The matter was tried to a jury.   The parties presented conflicting evidence about the vessel's unseaworthiness.   By special verdict the jury found the  vessel was not unseaworthy.   The court entered judgment for defendant.   Smith appeals, claiming instructional error.


The court instructed the jury at length about unseaworthiness:

“The Plaintiff claims that he suffered injury while a member of a crew of a vessel because of the unseaworthiness of the vessel, and that he is entitled to damages as a result.

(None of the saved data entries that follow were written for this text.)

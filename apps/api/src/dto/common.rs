use serde::Serialize;
use ts_rs::TS;

/// Health response payload.
#[derive(Debug, Serialize, TS)]
#[ts(
    export,
    export_to = "../../../../packages/api-types/src/generated/health-response.ts"
)]
pub struct HealthResponse {
    pub status: &'static str,
    pub ready: bool,
    pub postgres: HealthDependencyStatus,
}

/// One runtime dependency health status.
#[derive(Debug, Serialize, TS)]
#[ts(
    export,
    export_to = "../../../../packages/api-types/src/generated/health-dependency-status.ts"
)]
pub struct HealthDependencyStatus {
    pub status: &'static str,
    pub detail: Option<String>,
}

“Because of the condition of the seaman's employment, the policy of the maritime law is to consider ․ the seaman as aware of the Admiralty and the law places a great responsibility upon the operator of a vessel for the safety and welfare of the members of the crew.

“The seaman is subject to the strict discipline of the sea and all the conditions of his service require him to accept, without question and without protest, such working conditions and appliances as are furnished by the vessel once he embarks on the voyage.

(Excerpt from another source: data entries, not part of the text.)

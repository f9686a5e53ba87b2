use axum::Json;
use axum::extract::{Query, State};
use serde::Deserialize;
use tracing::{error, info};

use examina_core::AppError;

use crate::dto::{
    AccessTreeNodeResponse, MenuResponse, NavigationMenuResponse, UpdateAccessRequest,
    UpdateAccessResponse,
};
use crate::error::ApiResult;
use crate::state::AppState;

/// Query parameters naming the profile to resolve.
#[derive(Debug, Deserialize)]
pub struct ProfileQuery {
    #[serde(rename = "profileId")]
    pub profile_id: String,
}

pub async fn list_menus_handler(
    State(state): State<AppState>,
) -> ApiResult<Json<Vec<MenuResponse>>> {
    let menus = state
        .access_service
        .list_menus()
        .await?
        .into_iter()
        .map(MenuResponse::from)
        .collect();

    Ok(Json(menus))
}

pub async fn access_tree_handler(
    State(state): State<AppState>,
    Query(query): Query<ProfileQuery>,
) -> ApiResult<Json<Vec<AccessTreeNodeResponse>>> {
    let tree = state
        .access_service
        .access_tree(query.profile_id.as_str())
        .await?
        .into_iter()
        .map(AccessTreeNodeResponse::from)
        .collect();

    Ok(Json(tree))
}

pub async fn navigation_handler(
    State(state): State<AppState>,
    Query(query): Query<ProfileQuery>,
) -> ApiResult<Json<Vec<NavigationMenuResponse>>> {
    let menus = state
        .access_service
        .navigation(query.profile_id.as_str())
        .await?
        .into_iter()
        .map(NavigationMenuResponse::from)
        .collect();

    Ok(Json(menus))
}

/// Applies a submitted access map to one profile's overrides.
///
/// The endpoint always answers 200 with an `{ok, message?}` body: the access
/// editor treats a failed save as a form-level notice, not a transport
/// error. Entries the merge skipped do not fail the call and are not
/// reported individually.
pub async fn update_access_handler(
    State(state): State<AppState>,
    Json(payload): Json<UpdateAccessRequest>,
) -> Json<UpdateAccessResponse> {
    match state
        .access_service
        .update_access(payload.profile_id.as_str(), &payload.accesos)
        .await
    {
        Ok(stats) => {
            info!(
                profile_id = payload.profile_id.as_str(),
                inserted = stats.inserted,
                updated = stats.updated,
                skipped = stats.skipped,
                "profile accesses updated"
            );
            Json(UpdateAccessResponse {
                ok: true,
                message: None,
            })
        }
        Err(AppError::Forbidden(message)) => Json(UpdateAccessResponse {
            ok: false,
            message: Some(message),
        }),
        Err(error) => {
            error!(
                profile_id = payload.profile_id.as_str(),
                %error,
                "failed to update profile accesses"
            );
            Json(UpdateAccessResponse {
                ok: false,
                message: Some("failed to save access changes".to_owned()),
            })
        }
    }
}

“It is the duty of the Defendant, Marilyn M. Fishing, Inc., to provide the Plaintiff, Mr. Smith with a seaworthy vessel.   This means that the vessel, its equipment and work methods must be reasonably fit for an ordinary seaman—one equal in disposition, physical condition and seamanship to the ordinary man in the calling.

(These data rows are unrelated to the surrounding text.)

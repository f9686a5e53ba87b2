/// Identifier of the immutable Administrator profile.
///
/// The administrator can never be renamed or deleted, and its access
/// overrides are not manipulable through the merge path.
pub const ADMIN_PROFILE_ID: &str = "PF0001";

/// Returns whether an identifier names the Administrator profile.
#[must_use]
pub fn is_admin_profile(profile_id: &str) -> bool {
    profile_id == ADMIN_PROFILE_ID
}

/// Allocates the successor of a sequential entity code.
///
/// Codes are an alphabetic prefix followed by a zero-padded counter
/// (`PF0007` -> `PF0008`). The padding width follows the stored counter, so
/// a saturated counter grows a digit (`PF9999` -> `PF10000`) instead of
/// wrapping. A code without digits counts from zero.
#[must_use]
pub fn next_code(code: &str) -> String {
    let prefix: String = code
        .chars()
        .take_while(|character| character.is_ascii_alphabetic())
        .collect();
    let digits: String = code
        .chars()
        .filter(|character| character.is_ascii_digit())
        .collect();

    let width = digits.len().max(1);
    let next = digits.parse::<u64>().unwrap_or(0) + 1;

    format!("{prefix}{next:0width$}")
}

“[S]tated in another way, under Maritime Law, every ship owner or operator owes to every crew member of the crew employed aboard the vessel, the nondelegable duty to keep and maintain the ship and all its decks, passageways, appliances, gear, tools and equipment of the vessel in a seaworthy condition at all times.

“To be in a seaworthy condition means to be in a condition reasonably suitable and fit to be used for the purpose or use for which provided or intended.

“An unseaworthy condition may result from the lack of adequate manpower to perform a particular task on the ship, or an improper use of otherwise seaworthy equipment, or from directing work to be performed in an unsafe manner.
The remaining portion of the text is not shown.